Racial composition as of the 2020 census
| Race | Number | Percent |
|---|---|---|
| White | 2,197 | 92.0% |
| Black or African American | 18 | 0.8% |
| American Indian and Alaska Native | 10 | 0.4% |
| Asian | 7 | 0.3% |
| Native Hawaiian and Other Pacific Islander | 0 | 0.0% |
| Some other race | 25 | 1.0% |
| Two or more races | 131 | 5.5% |
| Hispanic or Latino (of any race) | 85 | 3.6% |

===2010 census===
As of the census of 2010, there were 2,432 people, 1,065 households, and 635 families living in the city. The population density was 1048.3 PD/sqmi. There were 1,148 housing units at an average density of 494.8 /mi2. The racial makeup of the city was 97.0% White, 0.5% African American, 0.1% Native American, 0.4% Asian, 0.9% from other races, and 1.1% from two or more races. Hispanic or Latino of any race were 2.2% of the population.

There were 1,065 households, of which 26.9% had children under the age of 18 living with them, 46.9% were married couples living together, 7.1% had a female householder with no husband present, 5.6% had a male householder with no wife present, and 40.4% were non-families. 35.8% of all households were made up of individuals, and 20.4% had someone living alone who was 65 years of age or older. The average household size was 2.20 and the average family size was 2.83.

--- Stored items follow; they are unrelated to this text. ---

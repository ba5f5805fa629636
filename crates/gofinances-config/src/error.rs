//! Error types for gofinances-config

use serde::{Deserialize, Serialize};
use thiserror::Error;

/// Error codes for configuration errors
#[derive(Debug, Clone, Copy, PartialEq, Eq, Serialize, Deserialize)]
#[serde(rename_all = "SCREAMING_SNAKE_CASE")]
pub enum ConfigErrorCode {
    /// File not found
    FileNotFound,
    /// Invalid YAML format
    InvalidYaml,
    /// Missing required field
    MissingField,
    /// Invalid field value
    InvalidValue,
    /// IO error
    IoError,
}

impl std::fmt::Display for ConfigErrorCode {
    fn fmt(&self, f: &mut std::fmt::Formatter<'_>) -> std::fmt::Result {
        match self {
            ConfigErrorCode::FileNotFound => write!(f, "FILE_NOT_FOUND"),
            ConfigErrorCode::InvalidYaml => write!(f, "INVALID_YAML"),
            ConfigErrorCode::MissingField => write!(f, "MISSING_FIELD"),
            ConfigErrorCode::InvalidValue => write!(f, "INVALID_VALUE"),
            ConfigErrorCode::IoError => write!(f, "IO_ERROR"),
        }
    }
}

/// Detailed error information, printed when startup fails
#[derive(Debug, Clone, Serialize, Deserialize)]
pub struct ConfigErrorDetails {
    /// Error code
    pub code: ConfigErrorCode,
    /// Human-readable message
    pub message: String,
    /// Field path (for field-specific errors)
    #[serde(skip_serializing_if = "Option::is_none")]
    pub field: Option<String>,
    /// Suggestions for resolution
    #[serde(skip_serializing_if = "Vec::is_empty")]
    pub suggestions: Vec<String>,
}

impl ConfigErrorDetails {
    /// Create a new error detail
    pub fn new(code: ConfigErrorCode, message: String) -> Self {
        Self {
            code,
            message,
            field: None,
            suggestions: vec![],
        }
    }

    /// Add field information
    pub fn with_field(mut self, field: String) -> Self {
        self.field = Some(field);
        self
    }

    /// Add a suggestion
    pub fn with_suggestion(mut self, suggestion: String) -> Self {
        self.suggestions.push(suggestion);
        self
    }
}

impl std::fmt::Display for ConfigErrorDetails {
    fn fmt(&self, f: &mut std::fmt::Formatter<'_>) -> std::fmt::Result {
        write!(f, "[{}] {}", self.code, self.message)?;
        if let Some(ref field) = self.field {
            write!(f, "\nField: {}", field)?;
        }
        if !self.suggestions.is_empty() {
            write!(f, "\nSuggestions:")?;
            for suggestion in &self.suggestions {
                write!(f, "\n  - {}", suggestion)?;
            }
        }
        Ok(())
    }
}

/// Configuration error type
#[derive(Error, Debug)]
pub enum ConfigError {
    #[error("File not found: {path}")]
    FileNotFound { path: String },

    #[error("Invalid YAML format: {message}")]
    InvalidYaml { message: String },

    #[error("Missing required field: {field}")]
    MissingField { field: String },

    #[error("Invalid field value: {field} - {reason}")]
    InvalidValue { field: String, reason: String },

    #[error("IO error: {message}")]
    IoError { message: String },
}

impl ConfigError {
    /// Get the error code
    pub fn code(&self) -> ConfigErrorCode {
        match self {
            ConfigError::FileNotFound { .. } => ConfigErrorCode::FileNotFound,
            ConfigError::InvalidYaml { .. } => ConfigErrorCode::InvalidYaml,
            ConfigError::MissingField { .. } => ConfigErrorCode::MissingField,
            ConfigError::InvalidValue { .. } => ConfigErrorCode::InvalidValue,
            ConfigError::IoError { .. } => ConfigErrorCode::IoError,
        }
    }

    /// Convert to detailed error info
    pub fn to_details(&self) -> ConfigErrorDetails {
        let mut details = ConfigErrorDetails::new(self.code(), self.to_string());

        match self {
            ConfigError::FileNotFound { .. } => {
                details = details.with_suggestion(
                    "Use --config to point at an existing file.".to_string()
                );
                details = details.with_suggestion(
                    "Run with --print-default-config to get a starting template.".to_string()
                );
            }
            ConfigError::InvalidYaml { .. } => {
                details = details.with_suggestion(
                    "Compare the file against the output of --print-default-config.".to_string()
                );
            }
            ConfigError::MissingField { field } => {
                details = details.with_field(field.clone());
                details = details.with_suggestion(format!("Add the '{}' field to your config file.", field));
            }
            ConfigError::InvalidValue { field, reason } => {
                details = details.with_field(field.clone());
                details = details.with_suggestion(reason.clone());
            }
            ConfigError::IoError { .. } => {}
        }

        details
    }
}

#[cfg(test)]
mod tests {
    use super::*;

    #[test]
    fn test_error_code_display() {
        assert_eq!(ConfigErrorCode::FileNotFound.to_string(), "FILE_NOT_FOUND");
        assert_eq!(ConfigErrorCode::InvalidValue.to_string(), "INVALID_VALUE");
    }

    #[test]
    fn test_invalid_value_details() {
        let error = ConfigError::InvalidValue {
            field: "server.port".to_string(),
            reason: "Port must be greater than 0".to_string(),
        };
        let details = error.to_details();

        assert_eq!(details.code, ConfigErrorCode::InvalidValue);
        assert_eq!(details.field.as_deref(), Some("server.port"));
        assert_eq!(details.suggestions, vec!["Port must be greater than 0".to_string()]);

        let printed = details.to_string();
        assert!(printed.starts_with("[INVALID_VALUE] Invalid field value: server.port"));
        assert!(printed.contains("Field: server.port"));
    }

    #[test]
    fn test_file_not_found_suggestions() {
        let details = ConfigError::FileNotFound { path: "config.yaml".to_string() }.to_details();
        assert_eq!(details.suggestions.len(), 2);
        assert!(details.field.is_none());
    }
}
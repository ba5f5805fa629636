//! Error types for gofinances-api

use axum::http::StatusCode;
use axum::response::{IntoResponse, Response};
use gofinances_core::CoreError;
use thiserror::Error;

#[derive(Error, Debug)]
pub enum ApiError {
    #[error("Failed to load transactions: {0}")]
    Upstream(#[from] CoreError),

    #[error("Not found: {resource}")]
    NotFound { resource: String },
}

impl ApiError {
    pub fn status(&self) -> StatusCode {
        match self {
            ApiError::Upstream(CoreError::Timeout) => StatusCode::GATEWAY_TIMEOUT,
            ApiError::Upstream(CoreError::ConfigError { .. }) => StatusCode::INTERNAL_SERVER_ERROR,
            ApiError::Upstream(_) => StatusCode::BAD_GATEWAY,
            ApiError::NotFound { .. } => StatusCode::NOT_FOUND,
        }
    }
}

// HTMX leaves the target untouched on non-2xx, so the page keeps its loading state
impl IntoResponse for ApiError {
    fn into_response(self) -> Response {
        (self.status(), self.to_string()).into_response()
    }
}

#[cfg(test)]
mod tests {
    use super::*;

    #[test]
    fn test_status_mapping() {
        let error = ApiError::from(CoreError::UpstreamStatus { status: 500, body: String::new() });
        assert_eq!(error.status(), StatusCode::BAD_GATEWAY);
        assert_eq!(ApiError::from(CoreError::Timeout).status(), StatusCode::GATEWAY_TIMEOUT);
        let error = ApiError::from(CoreError::ConfigError { message: "bad".to_string() });
        assert_eq!(error.status(), StatusCode::INTERNAL_SERVER_ERROR);
        assert_eq!(
            ApiError::NotFound { resource: "/x".to_string() }.status(),
            StatusCode::NOT_FOUND
        );
    }

    #[test]
    fn test_message() {
        let error = ApiError::from(CoreError::InvalidPayload { message: "missing field `balance`".to_string() });
        assert_eq!(
            error.to_string(),
            "Failed to load transactions: Invalid payload: missing field `balance`"
        );
    }
}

The median age in the city was 42.4 years. 22.1% of residents were under the age of 18; 6.9% were between the ages of 18 and 24; 23.6% were from 25 to 44; 21.9% were from 45 to 64; and 25.3% were 65 years of age or older. The gender makeup of the city was 47.7% male and 52.3% female.

===2000 census===
As of the census of 2000, there were 2,267 people, 934 households, and 594 families living in the city. The population density was 1,715.2 PD/sqmi. There were 984 housing units at an average density of 744.5 /mi2. The racial makeup of the city was 98.81% White, 0.04% African American, 0.09% Native American, 0.31% Asian, 0.22% from other races, and 0.53% from two or more races. Hispanic or Latino of any race were 1.28% of the population.

There were 934 households, out of which 28.2% had children under the age of 18 living with them, 54.1% were married couples living together, 6.7% had a female householder with no husband present, and 36.4% were non-families. 32.9% of all households were made up of individuals, and 20.0% had someone living alone who was 65 years of age or older. The average household size was 2.32 and the average family size was 2.95.

In the city, the population was spread out, with 23.0% under the age of 18, 8.8% from 18 to 24, 24.2% from 25 to 44, 18.9% from 45 to 64, and 25.1% who were 65 years of age or older. The median age was 40. For every 100 females, there were 88.3 males. For every 100 females age 18 and over, there were 82.0 males.

The median income for a household in the city was $34,000, and the median income for a family was $42,500. Males had a median income of $30,978 versus $20,219 for females. The per capita income for the city was $17,246. About 4.5% of families and 8.1% of the population were below the poverty line, including 4.6% of those under age 18 and 15.2% of those age 65 or over.
==Infrastructure==

===Transportation===
Minnesota State Highways 4, 23, and 55 are three of Paynesville's main highways. Freight rail service is provided by the Soo Line's Paynesville Subdivision. Passenger rail service was formerly provided by the Great Northern Railway and by the Soo Line's Winnipeger until 1970; since then the nearest active train station to Paynesville has been in St. Cloud.

The City of Paynesville operates Paynesville Municipal Airport (PEX/KPEX), a small general aviation airport.

==Area lakes==

===Lake Koronis===
One mile south of Paynesville, the 3014-acre Lake Koronis offers some of the best fishing in the area, with an abundance of walleye, bass, and northern pike. It reaches a maximum depth of 132 feet and averages 29 feet deep. Aquatic invasive species found in the lake include starry stonewort and zebra mussels.

===Rice Lake===
About five miles east-southeast of Paynesville, the 1639-acre Rice Lake also offers excellent walleye, bass, and northern pike fishing. There is public lake access on the northwest shore, at the end of 180th Street, and on the southwest shore, at the end of 253rd Avenue.